— Description of the task —
For the word "rotating", find each line in the entries where it occurs and copy that line.

— Dataset entries —

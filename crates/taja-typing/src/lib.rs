//! Typewriter state machine for the banner's rotating role line.
//!
//! The machine owns the role list and the cursor state, and advances by
//! exactly one character per tick. It never sleeps and never schedules:
//! `tick` returns the delay until the next tick and the caller owns the
//! timing, so the transition logic runs under test without real timers.

use std::time::Duration;

/// Delay between characters while typing.
pub const TYPE_DELAY: Duration = Duration::from_millis(100);
/// Delay between characters while deleting.
pub const DELETE_DELAY: Duration = Duration::from_millis(50);
/// Hold time once a role is fully typed.
pub const FULL_PAUSE: Duration = Duration::from_millis(2000);
/// Hold time once the line is empty, before the next role types in.
pub const EMPTY_PAUSE: Duration = Duration::from_millis(500);

/// State for the rotating role line.
///
/// Roles are visited in order, wrapping around indefinitely. The
/// character index counts `char`s, never bytes, so roles containing
/// emoji stay on character boundaries.
#[derive(Debug, Clone)]
pub struct Typewriter {
    /// Roles displayed in order, cyclically.
    roles: Vec<String>,
    /// Index of the role currently being typed or deleted.
    role_idx: usize,
    /// Number of characters of the current role on display.
    char_idx: usize,
    /// Direction flag: deleting when true, typing when false.
    deleting: bool,
    /// The currently displayed prefix of the current role.
    text: String,
}

impl Typewriter {
    /// Create a typewriter over the given roles, starting empty on role 0.
    pub fn new(roles: Vec<String>) -> Self {
        Self {
            roles,
            role_idx: 0,
            char_idx: 0,
            deleting: false,
            text: String::new(),
        }
    }

    /// The currently displayed text.
    pub fn text(&self) -> &str {
        &self.text
    }

    /// Advance by exactly one character in the current direction and
    /// return the delay until the next tick.
    ///
    /// With an empty role list the state is left untouched and the
    /// full-text pause is returned.
    pub fn tick(&mut self) -> Duration {
        let Some(role) = self.roles.get(self.role_idx) else {
            return FULL_PAUSE;
        };
        let len = role.chars().count();

        if self.deleting {
            self.char_idx = self.char_idx.saturating_sub(1);
        } else {
            self.char_idx = (self.char_idx + 1).min(len);
        }
        self.text = role.chars().take(self.char_idx).collect();

        if !self.deleting && self.char_idx == len {
            self.deleting = true;
            FULL_PAUSE
        } else if self.deleting && self.char_idx == 0 {
            self.deleting = false;
            self.role_idx = (self.role_idx + 1) % self.roles.len();
            EMPTY_PAUSE
        } else if self.deleting {
            DELETE_DELAY
        } else {
            TYPE_DELAY
        }
    }
}

#[cfg(test)]
mod tests {
    use super::*;

    fn typewriter(roles: &[&str]) -> Typewriter {
        Typewriter::new(roles.iter().map(|s| s.to_string()).collect())
    }

    #[test]
    fn test_two_role_cycle() {
        let mut tw = typewriter(&["A", "BB"]);

        // "A" types in one tick, then holds
        assert_eq!(tw.tick(), FULL_PAUSE);
        assert_eq!(tw.text(), "A");

        // one tick deletes it and advances to the next role
        assert_eq!(tw.tick(), EMPTY_PAUSE);
        assert_eq!(tw.text(), "");

        // "BB" types in two ticks
        assert_eq!(tw.tick(), TYPE_DELAY);
        assert_eq!(tw.text(), "B");
        assert_eq!(tw.tick(), FULL_PAUSE);
        assert_eq!(tw.text(), "BB");

        // and deletes in two
        assert_eq!(tw.tick(), DELETE_DELAY);
        assert_eq!(tw.text(), "B");
        assert_eq!(tw.tick(), EMPTY_PAUSE);
        assert_eq!(tw.text(), "");

        // role index wrapped back to the first role
        assert_eq!(tw.tick(), FULL_PAUSE);
        assert_eq!(tw.text(), "A");
    }

    #[test]
    fn test_roles_visited_in_order() {
        let mut tw = typewriter(&["alpha", "beta", "gamma"]);
        let mut completed = Vec::new();

        while completed.len() < 5 {
            if tw.tick() == FULL_PAUSE {
                completed.push(tw.text().to_string());
            }
        }

        assert_eq!(completed, ["alpha", "beta", "gamma", "alpha", "beta"]);
    }

    #[test]
    fn test_length_monotonic_per_direction() {
        let mut tw = typewriter(&["monotonic"]);
        let len = "monotonic".len();

        let mut prev = 0;
        loop {
            let delay = tw.tick();
            let shown = tw.text().chars().count();
            assert!(shown >= prev);
            assert!(shown <= len);
            prev = shown;
            if delay == FULL_PAUSE {
                break;
            }
        }
        assert_eq!(prev, len);

        // exactly `len` strictly-decreasing ticks back to empty
        for expected in (0..len).rev() {
            tw.tick();
            assert_eq!(tw.text().chars().count(), expected);
        }
        assert_eq!(tw.text(), "");
    }

    #[test]
    fn test_char_boundaries_with_emoji() {
        let role = "AI & ML 🤖";
        let chars = role.chars().count();
        let mut tw = typewriter(&[role]);

        for shown in 1..=chars {
            tw.tick();
            let expected: String = role.chars().take(shown).collect();
            assert_eq!(tw.text(), expected);
        }
        assert_eq!(tw.text(), role);
    }

    #[test]
    fn test_per_character_delays() {
        let mut tw = typewriter(&["abc"]);
        assert_eq!(tw.tick(), TYPE_DELAY);
        assert_eq!(tw.tick(), TYPE_DELAY);
        assert_eq!(tw.tick(), FULL_PAUSE);
        assert_eq!(tw.tick(), DELETE_DELAY);
        assert_eq!(tw.tick(), DELETE_DELAY);
        assert_eq!(tw.tick(), EMPTY_PAUSE);
    }

    #[test]
    fn test_empty_role_list_is_a_no_op() {
        let mut tw = typewriter(&[]);
        assert_eq!(tw.tick(), FULL_PAUSE);
        assert_eq!(tw.tick(), FULL_PAUSE);
        assert_eq!(tw.text(), "");
    }

    #[test]
    fn test_single_role_loops() {
        let mut tw = typewriter(&["hi"]);
        for _ in 0..3 {
            assert_eq!(tw.tick(), TYPE_DELAY);
            assert_eq!(tw.tick(), FULL_PAUSE);
            assert_eq!(tw.text(), "hi");
            assert_eq!(tw.tick(), DELETE_DELAY);
            assert_eq!(tw.tick(), EMPTY_PAUSE);
            assert_eq!(tw.text(), "");
        }
    }
}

— Written solution —
//! Typewriter state machine for the banner's rotating role line.
/// State for the rotating role line.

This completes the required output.